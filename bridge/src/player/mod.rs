//! 玩家与玩家管理器
//!
//! 每种颜色恰有一个玩家。玩家通过命令通道与对局协调器通信，
//! 待走走法由协调器校验（局面已变化的结果直接丢弃）后再写回玩家。

mod engine;
mod hand_brain;
mod human;
mod remote;

use async_trait::async_trait;
use centaur_protocol::{PieceEvent, Side};
use serde::{Deserialize, Serialize};
use shakmaty::{Chess, Move, Position};
use tokio::sync::mpsc;

use crate::error::Result;
use crate::position::{side, to_uci};

pub use engine::{EngineConfig, EnginePlayer};
pub use hand_brain::{moves_with_role, role_name, HandBrainMode, HandBrainPlayer};
pub use human::{HumanPlayer, RemoteAppPlayer};
pub use remote::{remote_pending, result_from_status, RemoteConfig, RemoteMode, RemoteServicePlayer};

/// 玩家类型
#[derive(Clone, Copy, Debug, PartialEq, Eq, Serialize, Deserialize)]
pub enum PlayerKind {
    Human,
    Engine,
    /// 人与引擎合走一方
    HandBrain,
    RemoteService,
    RemoteApp,
}

/// 玩家发往协调器的命令
#[derive(Clone, Debug, PartialEq, Eq)]
pub enum PlayerCommand {
    /// 已决定的走法，`fen` 为计算时的局面
    PendingMove { side: Side, uci: String, fen: String },
    Ready { side: Side },
    Resign { side: Side },
    DrawOffer { side: Side },
    Status { side: Side, message: String },
    Failed { side: Side, reason: String },
    /// 远端宣布对局结束
    GameEnded { result: String, termination: String },
}

pub type CommandSender = mpsc::UnboundedSender<PlayerCommand>;

/// 对形成走法的裁决
#[derive(Clone, Debug, PartialEq, Eq)]
pub enum MoveDecision {
    Submit(Move),
    Mismatch(String),
}

/// 与待走走法比较：起点终点一致即提交待走走法（升变以待走为准）
pub fn match_pending(pending: Option<&Move>, formed: &Move, waiting: &str) -> MoveDecision {
    match pending {
        Some(p) if p.from() == formed.from() && p.to() == formed.to() => {
            MoveDecision::Submit(p.clone())
        }
        Some(p) => MoveDecision::Mismatch(format!("expected {}", to_uci(p))),
        None => MoveDecision::Mismatch(waiting.to_string()),
    }
}

/// 玩家
#[async_trait]
pub trait Player: Send {
    fn kind(&self) -> PlayerKind;

    fn name(&self) -> String;

    /// 开始为 `side` 下棋
    async fn start(&mut self, side: Side, commands: CommandSender) -> Result<()>;

    async fn stop(&mut self);

    /// 局面变化后调用（无论轮到谁）
    fn on_turn(&mut self, position: &Chess);

    /// 己方回合的物理棋子事件
    fn on_piece_event(&mut self, _event: &PieceEvent) {}

    /// 棋盘上形成了一步走法
    fn on_move_formed(&mut self, position: &Chess, mv: &Move) -> MoveDecision;

    /// 任一方的走法已被接受；`before` 为走子前局面
    async fn on_move_made(&mut self, _before: &Chess, _mv: &Move) {}

    fn pending_move(&self) -> Option<&Move> {
        None
    }

    fn set_pending(&mut self, _mv: Option<Move>) {}

    fn is_ready(&self) -> bool;

    /// 棋盘手势能否为这一方认输
    fn can_resign(&self) -> bool {
        false
    }

    /// 对方（本地）认输，需要时通知远端
    async fn opponent_resigned(&mut self) {}

    /// 对方（本地）提和
    async fn opponent_offered_draw(&mut self) {}

    /// 中止对局
    async fn abort(&mut self) {}
}

/// 玩家管理器
pub struct PlayerManager {
    white: Box<dyn Player>,
    black: Box<dyn Player>,
}

impl PlayerManager {
    pub fn new(white: Box<dyn Player>, black: Box<dyn Player>) -> Self {
        Self { white, black }
    }

    pub fn get(&self, side: Side) -> &dyn Player {
        match side {
            Side::White => self.white.as_ref(),
            Side::Black => self.black.as_ref(),
        }
    }

    pub fn get_mut(&mut self, side: Side) -> &mut Box<dyn Player> {
        match side {
            Side::White => &mut self.white,
            Side::Black => &mut self.black,
        }
    }

    /// 轮到走子的一方
    pub fn current(&mut self, position: &Chess) -> &mut Box<dyn Player> {
        self.get_mut(side(position.turn()))
    }

    /// 替换玩家并返回旧玩家（调用方负责停止或保存）
    pub fn set_player(&mut self, side: Side, player: Box<dyn Player>) -> Box<dyn Player> {
        std::mem::replace(self.get_mut(side), player)
    }

    pub async fn start_all(&mut self, commands: &CommandSender) -> Result<()> {
        self.white.start(Side::White, commands.clone()).await?;
        self.black.start(Side::Black, commands.clone()).await?;
        Ok(())
    }

    pub async fn stop_all(&mut self) {
        self.white.stop().await;
        self.black.stop().await;
    }

    pub fn is_ready(&self) -> bool {
        self.white.is_ready() && self.black.is_ready()
    }

    /// 通知双方局面变化
    pub fn on_turn(&mut self, position: &Chess) {
        self.white.on_turn(position);
        self.black.on_turn(position);
    }

    pub async fn on_move_made(&mut self, before: &Chess, mv: &Move) {
        self.white.on_move_made(before, mv).await;
        self.black.on_move_made(before, mv).await;
    }

    /// 当前一方的待走走法
    pub fn pending(&self, position: &Chess) -> Option<&Move> {
        self.get(side(position.turn())).pending_move()
    }

    pub fn clear_pending(&mut self) {
        self.white.set_pending(None);
        self.black.set_pending(None);
    }

    /// 把 shakmaty 颜色映射到玩家
    pub fn by_color(&self, c: shakmaty::Color) -> &dyn Player {
        self.get(side(c))
    }

    pub fn describe(&self) -> String {
        format!(
            "{} ({:?}) vs {} ({:?})",
            self.white.name(),
            self.white.kind(),
            self.black.name(),
            self.black.kind()
        )
    }
}

#[cfg(test)]
mod tests {
    use super::*;
    use crate::position::parse_uci;

    #[tokio::test]
    async fn test_set_player_returns_previous() {
        let mut players = PlayerManager::new(
            Box::new(HumanPlayer::new("Alice")),
            Box::new(HumanPlayer::new("Bob")),
        );
        assert!(!players.is_ready());

        let (tx, mut rx) = mpsc::unbounded_channel();
        players.start_all(&tx).await.unwrap();
        assert!(players.is_ready());
        assert_eq!(rx.recv().await, Some(PlayerCommand::Ready { side: Side::White }));
        assert_eq!(rx.recv().await, Some(PlayerCommand::Ready { side: Side::Black }));

        let old = players.set_player(Side::Black, Box::new(RemoteAppPlayer::new("millennium")));
        assert_eq!(old.name(), "Bob");
        assert_eq!(players.get(Side::Black).kind(), PlayerKind::RemoteApp);
        // 新玩家尚未启动
        assert!(!players.is_ready());
        players
            .get_mut(Side::Black)
            .start(Side::Black, tx.clone())
            .await
            .unwrap();
        assert!(players.is_ready());
    }

    #[test]
    fn test_match_pending() {
        let pos = Chess::default();
        let pending = parse_uci(&pos, "g1f3").unwrap();
        let formed = parse_uci(&pos, "g1f3").unwrap();
        let other = parse_uci(&pos, "e2e4").unwrap();
        assert_eq!(
            match_pending(Some(&pending), &formed, "wait"),
            MoveDecision::Submit(pending.clone())
        );
        assert_eq!(
            match_pending(Some(&pending), &other, "wait"),
            MoveDecision::Mismatch("expected g1f3".into())
        );
        assert_eq!(
            match_pending(None, &other, "wait"),
            MoveDecision::Mismatch("wait".into())
        );
    }

    #[test]
    fn test_match_pending_keeps_pending_promotion() {
        let pos = crate::position::parse_fen("8/4P3/8/8/8/8/8/k6K w - - 0 1").unwrap();
        let pending = parse_uci(&pos, "e7e8n").unwrap();
        let formed = parse_uci(&pos, "e7e8q").unwrap();
        assert_eq!(
            match_pending(Some(&pending), &formed, "wait"),
            MoveDecision::Submit(pending)
        );
    }
}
▬▬▬▬▬▬▬▬▬▬
* WORK INSTRUCTION *
Go line by line through the material above and return each one that includes "other".

* ANSWER TO THIS EXERCISE *
        let other = parse_uci(&pos, "e2e4").unwrap();
            match_pending(Some(&pending), &other, "wait"),
            match_pending(None, &other, "wait"),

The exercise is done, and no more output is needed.